WORK INSTRUCTIONS => Exactly reproduce the lines from the top of the entries below through the line containing "use super::TokenClient;", with both ends included.

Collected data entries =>
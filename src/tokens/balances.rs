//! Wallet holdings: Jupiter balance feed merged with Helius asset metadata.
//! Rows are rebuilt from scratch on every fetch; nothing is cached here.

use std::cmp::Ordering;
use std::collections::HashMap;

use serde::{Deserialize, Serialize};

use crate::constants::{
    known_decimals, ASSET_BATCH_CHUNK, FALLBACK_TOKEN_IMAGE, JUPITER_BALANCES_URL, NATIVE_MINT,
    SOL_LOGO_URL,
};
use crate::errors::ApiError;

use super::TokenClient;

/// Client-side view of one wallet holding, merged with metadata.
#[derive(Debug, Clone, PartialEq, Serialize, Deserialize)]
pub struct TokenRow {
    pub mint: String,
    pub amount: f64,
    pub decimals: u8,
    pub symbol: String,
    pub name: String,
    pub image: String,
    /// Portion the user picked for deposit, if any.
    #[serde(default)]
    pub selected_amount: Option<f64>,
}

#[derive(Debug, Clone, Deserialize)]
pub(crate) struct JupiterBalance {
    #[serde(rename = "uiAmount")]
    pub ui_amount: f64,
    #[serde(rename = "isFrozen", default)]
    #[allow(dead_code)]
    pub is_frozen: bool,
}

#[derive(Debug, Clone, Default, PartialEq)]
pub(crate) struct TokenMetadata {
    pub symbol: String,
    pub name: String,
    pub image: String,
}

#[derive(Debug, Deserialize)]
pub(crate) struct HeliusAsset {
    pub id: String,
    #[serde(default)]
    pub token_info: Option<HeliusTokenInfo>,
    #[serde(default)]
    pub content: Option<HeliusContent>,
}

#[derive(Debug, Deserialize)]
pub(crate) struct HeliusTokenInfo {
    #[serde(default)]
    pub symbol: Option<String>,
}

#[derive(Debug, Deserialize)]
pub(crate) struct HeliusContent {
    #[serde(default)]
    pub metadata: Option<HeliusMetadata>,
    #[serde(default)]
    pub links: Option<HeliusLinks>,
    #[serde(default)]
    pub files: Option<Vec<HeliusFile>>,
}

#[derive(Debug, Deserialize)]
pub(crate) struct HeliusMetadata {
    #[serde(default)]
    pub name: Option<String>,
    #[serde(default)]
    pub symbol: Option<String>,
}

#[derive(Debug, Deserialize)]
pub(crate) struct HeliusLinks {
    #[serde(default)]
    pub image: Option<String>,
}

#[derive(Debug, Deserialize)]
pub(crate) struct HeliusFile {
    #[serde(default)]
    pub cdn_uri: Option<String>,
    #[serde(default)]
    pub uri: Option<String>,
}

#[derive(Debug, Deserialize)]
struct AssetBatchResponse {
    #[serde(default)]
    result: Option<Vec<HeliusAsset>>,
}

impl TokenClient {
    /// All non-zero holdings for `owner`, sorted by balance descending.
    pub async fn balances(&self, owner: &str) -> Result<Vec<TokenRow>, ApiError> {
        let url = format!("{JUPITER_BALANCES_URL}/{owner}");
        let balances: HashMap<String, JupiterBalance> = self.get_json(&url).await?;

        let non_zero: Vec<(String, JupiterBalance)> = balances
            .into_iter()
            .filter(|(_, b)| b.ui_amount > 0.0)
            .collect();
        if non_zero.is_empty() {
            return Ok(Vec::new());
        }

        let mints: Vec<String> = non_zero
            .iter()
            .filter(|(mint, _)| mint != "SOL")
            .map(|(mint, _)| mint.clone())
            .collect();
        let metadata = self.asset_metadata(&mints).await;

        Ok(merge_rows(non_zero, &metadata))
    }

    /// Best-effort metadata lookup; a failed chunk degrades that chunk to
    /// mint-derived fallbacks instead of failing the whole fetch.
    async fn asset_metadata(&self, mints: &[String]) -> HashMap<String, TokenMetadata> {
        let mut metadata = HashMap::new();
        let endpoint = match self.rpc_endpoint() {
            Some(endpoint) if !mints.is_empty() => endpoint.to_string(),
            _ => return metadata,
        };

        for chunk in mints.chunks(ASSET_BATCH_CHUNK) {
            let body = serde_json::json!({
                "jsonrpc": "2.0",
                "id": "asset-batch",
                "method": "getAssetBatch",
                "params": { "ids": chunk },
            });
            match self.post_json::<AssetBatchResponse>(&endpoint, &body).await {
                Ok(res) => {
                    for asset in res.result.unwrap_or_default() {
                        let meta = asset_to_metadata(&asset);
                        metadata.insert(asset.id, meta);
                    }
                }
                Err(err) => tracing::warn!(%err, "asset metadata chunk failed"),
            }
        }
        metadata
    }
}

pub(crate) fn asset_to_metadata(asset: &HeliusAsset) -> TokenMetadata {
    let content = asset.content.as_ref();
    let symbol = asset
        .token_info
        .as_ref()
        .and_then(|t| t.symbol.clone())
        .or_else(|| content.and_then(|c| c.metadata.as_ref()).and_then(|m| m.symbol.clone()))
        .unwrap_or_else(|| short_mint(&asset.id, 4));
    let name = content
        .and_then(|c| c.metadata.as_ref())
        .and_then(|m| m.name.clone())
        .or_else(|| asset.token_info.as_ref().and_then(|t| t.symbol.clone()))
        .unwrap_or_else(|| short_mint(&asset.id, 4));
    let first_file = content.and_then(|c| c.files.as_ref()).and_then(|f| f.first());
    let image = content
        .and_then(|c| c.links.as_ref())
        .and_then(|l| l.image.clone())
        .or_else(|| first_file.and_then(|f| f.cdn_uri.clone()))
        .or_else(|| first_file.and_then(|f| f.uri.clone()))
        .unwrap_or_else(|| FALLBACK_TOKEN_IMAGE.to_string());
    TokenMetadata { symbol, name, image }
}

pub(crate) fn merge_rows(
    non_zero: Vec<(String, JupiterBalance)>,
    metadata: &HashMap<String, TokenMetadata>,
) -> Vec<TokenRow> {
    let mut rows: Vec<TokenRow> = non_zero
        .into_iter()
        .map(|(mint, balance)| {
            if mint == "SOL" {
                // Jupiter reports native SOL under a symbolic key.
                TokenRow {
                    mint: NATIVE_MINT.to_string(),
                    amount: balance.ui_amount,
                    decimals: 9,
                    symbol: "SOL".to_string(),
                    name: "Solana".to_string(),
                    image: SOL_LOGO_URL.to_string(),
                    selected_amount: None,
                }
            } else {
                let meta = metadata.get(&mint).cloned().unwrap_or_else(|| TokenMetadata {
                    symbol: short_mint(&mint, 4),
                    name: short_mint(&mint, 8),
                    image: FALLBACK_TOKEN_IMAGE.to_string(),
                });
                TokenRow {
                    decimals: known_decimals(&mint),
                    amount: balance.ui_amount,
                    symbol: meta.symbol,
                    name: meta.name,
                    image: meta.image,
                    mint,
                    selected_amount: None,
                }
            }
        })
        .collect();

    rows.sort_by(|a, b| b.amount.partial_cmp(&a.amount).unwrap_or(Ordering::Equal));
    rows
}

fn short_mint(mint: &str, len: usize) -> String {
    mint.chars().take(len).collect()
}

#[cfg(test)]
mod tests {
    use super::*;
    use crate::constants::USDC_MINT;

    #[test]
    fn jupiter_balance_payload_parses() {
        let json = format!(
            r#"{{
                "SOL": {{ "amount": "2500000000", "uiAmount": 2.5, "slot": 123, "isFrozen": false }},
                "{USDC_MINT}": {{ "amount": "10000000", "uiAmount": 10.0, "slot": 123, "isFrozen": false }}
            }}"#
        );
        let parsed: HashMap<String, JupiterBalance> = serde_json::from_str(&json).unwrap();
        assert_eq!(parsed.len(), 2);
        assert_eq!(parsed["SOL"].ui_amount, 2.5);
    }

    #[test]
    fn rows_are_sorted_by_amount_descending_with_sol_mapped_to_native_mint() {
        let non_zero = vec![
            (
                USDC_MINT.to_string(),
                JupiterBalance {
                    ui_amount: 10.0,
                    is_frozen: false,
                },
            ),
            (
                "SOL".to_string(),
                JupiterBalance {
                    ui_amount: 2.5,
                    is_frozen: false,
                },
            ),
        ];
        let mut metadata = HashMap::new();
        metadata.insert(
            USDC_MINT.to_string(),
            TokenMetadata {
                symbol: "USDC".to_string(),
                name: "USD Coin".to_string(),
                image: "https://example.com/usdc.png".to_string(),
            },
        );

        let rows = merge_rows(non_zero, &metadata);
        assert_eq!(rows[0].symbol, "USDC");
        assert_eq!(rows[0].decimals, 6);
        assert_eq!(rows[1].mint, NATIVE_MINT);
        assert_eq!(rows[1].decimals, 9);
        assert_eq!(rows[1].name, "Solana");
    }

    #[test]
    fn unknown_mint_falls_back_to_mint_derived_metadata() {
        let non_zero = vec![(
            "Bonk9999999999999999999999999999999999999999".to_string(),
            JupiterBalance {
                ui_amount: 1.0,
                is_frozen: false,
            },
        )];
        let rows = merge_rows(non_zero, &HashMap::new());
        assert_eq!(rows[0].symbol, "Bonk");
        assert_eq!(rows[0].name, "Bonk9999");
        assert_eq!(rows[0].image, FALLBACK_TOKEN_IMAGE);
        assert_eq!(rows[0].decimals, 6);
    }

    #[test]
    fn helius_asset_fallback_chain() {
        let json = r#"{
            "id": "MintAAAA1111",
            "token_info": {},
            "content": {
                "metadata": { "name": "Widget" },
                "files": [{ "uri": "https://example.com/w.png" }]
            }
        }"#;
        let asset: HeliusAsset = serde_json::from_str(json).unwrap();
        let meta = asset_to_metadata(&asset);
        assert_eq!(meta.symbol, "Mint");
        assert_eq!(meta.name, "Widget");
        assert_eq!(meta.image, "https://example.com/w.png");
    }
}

SOLUTION TO THE EXERCISE =>
filename src/tokens/balances.rs
//! Wallet holdings: Jupiter balance feed merged with Helius asset metadata.
//! Rows are rebuilt from scratch on every fetch; nothing is cached here.

use std::cmp::Ordering;
use std::collections::HashMap;

use serde::{Deserialize, Serialize};

use crate::constants::{
    known_decimals, ASSET_BATCH_CHUNK, FALLBACK_TOKEN_IMAGE, JUPITER_BALANCES_URL, NATIVE_MINT,
    SOL_LOGO_URL,
};
use crate::errors::ApiError;

use super::TokenClient;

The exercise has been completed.